## Exercise input:
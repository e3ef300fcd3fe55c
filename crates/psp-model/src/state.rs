use std::fmt;
use std::sync::Arc;
use std::sync::atomic::{AtomicBool, Ordering};

use serde::{Deserialize, Serialize};

/// Lifecycle of a rule (and of a section) within one run.
#[derive(Debug, Clone, Copy, Default, PartialEq, Eq, Hash, Serialize, Deserialize)]
#[serde(rename_all = "UPPERCASE")]
pub enum RuleState {
    #[default]
    Waiting,
    Running,
    Finished,
    Canceled,
}

impl RuleState {
    pub fn as_str(self) -> &'static str {
        match self {
            RuleState::Waiting => "WAITING",
            RuleState::Running => "RUNNING",
            RuleState::Finished => "FINISHED",
            RuleState::Canceled => "CANCELED",
        }
    }
}

impl fmt::Display for RuleState {
    fn fmt(&self, f: &mut fmt::Formatter<'_>) -> fmt::Result {
        f.write_str(self.as_str())
    }
}

/// Cooperative cancellation flag shared between a run and its controller.
#[derive(Debug, Clone, Default)]
pub struct CancellationToken {
    canceled: Arc<AtomicBool>,
}

impl CancellationToken {
    pub fn new() -> Self {
        Self::default()
    }

    pub fn cancel(&self) {
        self.canceled.store(true, Ordering::Release);
    }

    pub fn is_canceled(&self) -> bool {
        self.canceled.load(Ordering::Acquire)
    }
}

## What you should do:
Beginning at the line that contains "pub fn new()", reproduce every line down to the last line of the entries above, exactly and only those.

## Answer to this exercise:
    pub fn new() -> Self {
        Self::default()
    }

    pub fn cancel(&self) {
        self.canceled.store(true, Ordering::Release);
    }

    pub fn is_canceled(&self) -> bool {
        self.canceled.load(Ordering::Acquire)
    }
}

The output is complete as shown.